Please print each entry below exactly as it reads.

■ **Dataset excerpts**:
────────────────────────────────────────
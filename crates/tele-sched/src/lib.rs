//! Station Scheduler
//!
//! Decides which of many configured stations get to use the handful of wave
//! generators fitted, based on how close each one is to the VFO.
//!
//! # Station states
//!
//! - **Dormant**: parked, not tracked
//! - **Active**: on a frequency but too far away to hear
//! - **Audible**: in range and holding generators
//! - **Silent**: in range but outranked by closer stations
//!
//! # Dynamic pipelining
//!
//! As the operator tunes, stations left behind are parked and later moved
//! onto free spots ahead of the tuning direction, so a handful of stations
//! can populate an arbitrarily long sweep.
//!
//! # Example
//!
//! ```rust
//! use tele_core::Tuning;
//! use tele_sched::{SimulatorConfig, StationManager};
//! use tele_sim::{VirtualSignalMeter, VirtualWaveGen};
//!
//! let config = SimulatorConfig::default();
//! let generators = VirtualWaveGen::bank("gen", config.generators);
//! let mut manager = StationManager::from_config(&config, generators).unwrap();
//! let mut meter = VirtualSignalMeter::new();
//!
//! let tuning = Tuning::new(config.vfo_start_hz);
//! for now in (0..1000).step_by(10) {
//!     manager.tick(now, &tuning, &mut meter);
//! }
//! assert!(manager.audible_station_count() > 0);
//! ```

pub mod config;
pub mod error;
pub mod events;
pub mod manager;
pub mod pipeline;

pub use config::{PipelineConfig, SimulatorConfig, StationConfig};
pub use error::ConfigError;
pub use events::SchedulerEvent;
pub use manager::StationManager;
pub use pipeline::PipelineState;
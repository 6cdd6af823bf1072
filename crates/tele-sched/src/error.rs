//! Error types for the scheduler

use tele_station::SignalKind;
use thiserror::Error;

/// Problems found in a simulator configuration
#[derive(Debug, Clone, PartialEq, Error)]
pub enum ConfigError {
    /// Nothing to simulate
    #[error("configuration has no stations")]
    NoStations,

    /// No generators to play anything on
    #[error("configuration has no wave generators")]
    NoGenerators,

    /// The generator list handed in does not match the configuration
    #[error("configuration expects {expected} generators, got {actual}")]
    GeneratorCountMismatch { expected: usize, actual: usize },

    /// A station could never be realized
    #[error("station {index} ({kind}) needs {required} generators, only {available} fitted")]
    StationNeedsMoreGenerators {
        index: usize,
        kind: SignalKind,
        required: usize,
        available: usize,
    },

    /// A CW station with no speed
    #[error("station {index} has a keying speed of 0 wpm")]
    ZeroWpm { index: usize },

    /// A carrier that is not a usable frequency
    #[error("station {index} has an invalid frequency: {hz}")]
    InvalidFrequency { index: usize, hz: f64 },
}
use dioxus::prelude::*;

use crate::{
    domain::SessionHistory,
    ui::{
        components::toast::{Toast, ToastMessage},
        pages::SimulatorPage,
        shell::Shell,
    },
    util::assets,
};

#[derive(Routable, Clone, PartialEq)]
pub enum Route {
    #[route("/")]
    Simulator {},
}

#[component]
pub fn App() -> Element {
    // Session-scoped state: the history lives and dies with this window.
    let history = use_signal(SessionHistory::default);
    use_context_provider(|| history);

    let toasts = use_signal(Vec::<ToastMessage>::new);
    use_context_provider(|| toasts);

    rsx! {
        document::Link { rel: "icon", href: assets::favicon_data_uri() }
        document::Style { "{assets::main_css()}" }
        document::Style { "{assets::tailwind_css()}" }
        Router::<Route> {}
        Toast {}
    }
}

#[component]
pub fn Simulator() -> Element {
    rsx! { Shell { SimulatorPage {} } }
}
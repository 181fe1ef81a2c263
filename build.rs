use std::process::Command;

fn main() {
    println!("cargo:rerun-if-changed=build.rs");
    if let Some(tag) = latest_git_tag() {
        println!("cargo:rustc-env=GIT_TAG={tag}");
    }
}

fn latest_git_tag() -> Option<String> {
    let output = Command::new("git")
        .args(["describe", "--tags", "--abbrev=0"])
        .output()
        .ok()?;
    if !output.status.success() {
        return None;
    }
    let tag = String::from_utf8(output.stdout).ok()?;
    let tag = tag.trim();
    (!tag.is_empty()).then(|| tag.to_string())
}
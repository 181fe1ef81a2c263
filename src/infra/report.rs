//! One-page PDF report of the current simulation.

use std::{fs, path::PathBuf};

use printpdf::{BuiltinFont, Mm, PdfDocument};

use super::{export_path, ExportError};
use crate::domain::Simulation;
use crate::util::format;
use crate::util::version::{version_label, APP_NAME};

/// Builds the PDF byte stream: a title, each result field as a label:value
/// line, and the verdict's advisory message as the closing paragraph.
pub fn report_bytes(snapshot: &Simulation) -> Result<Vec<u8>, ExportError> {
    // A4 portrait.
    let (doc, page, layer) = PdfDocument::new(
        format!("{APP_NAME} report"),
        Mm(210.0),
        Mm(297.0),
        "content",
    );
    let left = Mm(20.0);
    let line_step = 9.0;
    let regular = doc
        .add_builtin_font(BuiltinFont::Helvetica)
        .map_err(|err| ExportError::Pdf(err.to_string()))?;
    let bold = doc
        .add_builtin_font(BuiltinFont::HelveticaBold)
        .map_err(|err| ExportError::Pdf(err.to_string()))?;
    let content = doc.get_page(page).get_layer(layer);

    content.use_text(
        format!("{APP_NAME} - Simulation Report"),
        16.0,
        left,
        Mm(270.0),
        &bold,
    );

    let result = &snapshot.result;
    let lines = [
        ("Sell price", format::currency(snapshot.input.sell_price)),
        ("Commission", format::currency(result.commission_value)),
        ("Total cost", format::currency(result.total_cost)),
        ("Profit per unit", format::currency(result.profit)),
        ("Margin", format::percent(result.margin_percent)),
        ("Break-even units", format::break_even(&result.break_even)),
    ];

    let mut y = 250.0;
    for (label, value) in lines {
        content.use_text(format!("{label}: {value}"), 11.0, left, Mm(y), &regular);
        y -= line_step;
    }

    y -= line_step;
    content.use_text(
        format!("Verdict: {}", result.verdict.label()),
        12.0,
        left,
        Mm(y),
        &bold,
    );
    y -= line_step;
    content.use_text(result.verdict.message(), 11.0, left, Mm(y), &regular);

    content.use_text(
        format!("Generated by {APP_NAME} {}", version_label()),
        8.0,
        left,
        Mm(15.0),
        &regular,
    );

    doc.save_to_bytes()
        .map_err(|err| ExportError::Pdf(err.to_string()))
}

/// Writes the report next to the user's other downloads and returns the
/// path.
pub fn save_report(snapshot: &Simulation) -> Result<PathBuf, ExportError> {
    let bytes = report_bytes(snapshot)?;
    let path = export_path("pdf");
    fs::write(&path, bytes)?;
    Ok(path)
}

#[cfg(test)]
mod tests {
    use super::*;
    use crate::domain::{simulate, SimulationInput};

    #[test]
    fn test_report_bytes_are_a_pdf() {
        let snapshot = simulate(SimulationInput::default());
        let bytes = report_bytes(&snapshot).unwrap();
        assert!(bytes.starts_with(b"%PDF-"));
    }

    #[test]
    fn test_loss_report_renders() {
        let snapshot = simulate(SimulationInput {
            sell_price: 10_000.0,
            product_cost: 8_000.0,
            shipping_cost: 2_000.0,
            commission_rate: 0.10,
            advertising_cost: 3_000.0,
            other_variable_costs: 1_000.0,
        });
        let bytes = report_bytes(&snapshot).unwrap();
        assert!(!bytes.is_empty());
    }
}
────────────────────────────────────────
■ **Task response**:
filename crates/tele-sched/src/lib.rs
//! Station Scheduler
//!
//! Decides which of many configured stations get to use the handful of wave
//! generators fitted, based on how close each one is to the VFO.
//!
//! # Station states
//!
//! - **Dormant**: parked, not tracked
//! - **Active**: on a frequency but too far away to hear
//! - **Audible**: in range and holding generators
//! - **Silent**: in range but outranked by closer stations
//!
//! # Dynamic pipelining
//!
//! As the operator tunes, stations left behind are parked and later moved
//! onto free spots ahead of the tuning direction, so a handful of stations
//! can populate an arbitrarily long sweep.
//!
//! # Example
//!
//! ```rust
//! use tele_core::Tuning;
//! use tele_sched::{SimulatorConfig, StationManager};
//! use tele_sim::{VirtualSignalMeter, VirtualWaveGen};
//!
//! let config = SimulatorConfig::default();
//! let generators = VirtualWaveGen::bank("gen", config.generators);
//! let mut manager = StationManager::from_config(&config, generators).unwrap();
//! let mut meter = VirtualSignalMeter::new();
//!
//! let tuning = Tuning::new(config.vfo_start_hz);
//! for now in (0..1000).step_by(10) {
//!     manager.tick(now, &tuning, &mut meter);
//! }
//! assert!(manager.audible_station_count() > 0);
//! ```

pub mod config;
pub mod error;
pub mod events;
pub mod manager;
pub mod pipeline;

pub use config::{PipelineConfig, SimulatorConfig, StationConfig};
pub use error::ConfigError;
pub use events::SchedulerEvent;
pub use manager::StationManager;
pub use pipeline::PipelineState;
repository 6cdd6af823bf1072
filename crates/tele-sched/src/error.rs
//! Error types for the scheduler

use tele_station::SignalKind;
use thiserror::Error;

/// Problems found in a simulator configuration
#[derive(Debug, Clone, PartialEq, Error)]
pub enum ConfigError {
    /// Nothing to simulate
    #[error("configuration has no stations")]
    NoStations,

    /// No generators to play anything on
    #[error("configuration has no wave generators")]
    NoGenerators,

    /// The generator list handed in does not match the configuration
    #[error("configuration expects {expected} generators, got {actual}")]
    GeneratorCountMismatch { expected: usize, actual: usize },

    /// A station could never be realized
    #[error("station {index} ({kind}) needs {required} generators, only {available} fitted")]
    StationNeedsMoreGenerators {
        index: usize,
        kind: SignalKind,
        required: usize,
        available: usize,
    },

    /// A CW station with no speed
    #[error("station {index} has a keying speed of 0 wpm")]
    ZeroWpm { index: usize },

    /// A carrier that is not a usable frequency
    #[error("station {index} has an invalid frequency: {hz}")]
    InvalidFrequency { index: usize, hz: f64 },
}
use dioxus::prelude::*;

use crate::{
    domain::SessionHistory,
    ui::{
        components::toast::{Toast, ToastMessage},
        pages::SimulatorPage,
        shell::Shell,
    },
    util::assets,
};

#[derive(Routable, Clone, PartialEq)]
pub enum Route {
    #[route("/")]
    Simulator {},
}

#[component]
pub fn App() -> Element {
    // Session-scoped state: the history lives and dies with this window.
    let history = use_signal(SessionHistory::default);
    use_context_provider(|| history);

    let toasts = use_signal(Vec::<ToastMessage>::new);
    use_context_provider(|| toasts);

    rsx! {
        document::Link { rel: "icon", href: assets::favicon_data_uri() }
        document::Style { "{assets::main_css()}" }
        document::Style { "{assets::tailwind_css()}" }
        Router::<Route> {}
        Toast {}
    }
}

#[component]
pub fn Simulator() -> Element {
    rsx! { Shell { SimulatorPage {} } }
}
repository 181fe1ef81a2c263
filename build.rs
use std::process::Command;

fn main() {
    println!("cargo:rerun-if-changed=build.rs");
    if let Some(tag) = latest_git_tag() {
        println!("cargo:rustc-env=GIT_TAG={tag}");
    }
}

fn latest_git_tag() -> Option<String> {
    let output = Command::new("git")
        .args(["describe", "--tags", "--abbrev=0"])
        .output()
        .ok()?;
    if !output.status.success() {
        return None;
    }
    let tag = String::from_utf8(output.stdout).ok()?;
    let tag = tag.trim();
    (!tag.is_empty()).then(|| tag.to_string())
}
repository 181fe1ef81a2c263
filename src/infra/report.rs
//! One-page PDF report of the current simulation.

use std::{fs, path::PathBuf};

use printpdf::{BuiltinFont, Mm, PdfDocument};

use super::{export_path, ExportError};
use crate::domain::Simulation;
use crate::util::format;
use crate::util::version::{version_label, APP_NAME};

/// Builds the PDF byte stream: a title, each result field as a label:value
/// line, and the verdict's advisory message as the closing paragraph.
pub fn report_bytes(snapshot: &Simulation) -> Result<Vec<u8>, ExportError> {
    // A4 portrait.
    let (doc, page, layer) = PdfDocument::new(
        format!("{APP_NAME} report"),
        Mm(210.0),
        Mm(297.0),
        "content",
    );
    let left = Mm(20.0);
    let line_step = 9.0;
    let regular = doc
        .add_builtin_font(BuiltinFont::Helvetica)
        .map_err(|err| ExportError::Pdf(err.to_string()))?;
    let bold = doc
        .add_builtin_font(BuiltinFont::HelveticaBold)
        .map_err(|err| ExportError::Pdf(err.to_string()))?;
    let content = doc.get_page(page).get_layer(layer);

    content.use_text(
        format!("{APP_NAME} - Simulation Report"),
        16.0,
        left,
        Mm(270.0),
        &bold,
    );

    let result = &snapshot.result;
    let lines = [
        ("Sell price", format::currency(snapshot.input.sell_price)),
        ("Commission", format::currency(result.commission_value)),
        ("Total cost", format::currency(result.total_cost)),
        ("Profit per unit", format::currency(result.profit)),
        ("Margin", format::percent(result.margin_percent)),
        ("Break-even units", format::break_even(&result.break_even)),
    ];

    let mut y = 250.0;
    for (label, value) in lines {
        content.use_text(format!("{label}: {value}"), 11.0, left, Mm(y), &regular);
        y -= line_step;
    }

    y -= line_step;
    content.use_text(
        format!("Verdict: {}", result.verdict.label()),
        12.0,
        left,
        Mm(y),
        &bold,
    );
    y -= line_step;
    content.use_text(result.verdict.message(), 11.0, left, Mm(y), &regular);

    content.use_text(
        format!("Generated by {APP_NAME} {}", version_label()),
        8.0,
        left,
        Mm(15.0),
        &regular,
    );

    doc.save_to_bytes()
        .map_err(|err| ExportError::Pdf(err.to_string()))
}

/// Writes the report next to the user's other downloads and returns the
/// path.
pub fn save_report(snapshot: &Simulation) -> Result<PathBuf, ExportError> {
    let bytes = report_bytes(snapshot)?;
    let path = export_path("pdf");
    fs::write(&path, bytes)?;
    Ok(path)
}

#[cfg(test)]
mod tests {
    use super::*;
    use crate::domain::{simulate, SimulationInput};

    #[test]
    fn test_report_bytes_are_a_pdf() {
        let snapshot = simulate(SimulationInput::default());
        let bytes = report_bytes(&snapshot).unwrap();
        assert!(bytes.starts_with(b"%PDF-"));
    }

    #[test]
    fn test_loss_report_renders() {
        let snapshot = simulate(SimulationInput {
            sell_price: 10_000.0,
            product_cost: 8_000.0,
            shipping_cost: 2_000.0,
            commission_rate: 0.10,
            advertising_cost: 3_000.0,
            other_variable_costs: 1_000.0,
        });
        let bytes = report_bytes(&snapshot).unwrap();
        assert!(!bytes.is_empty());
    }
}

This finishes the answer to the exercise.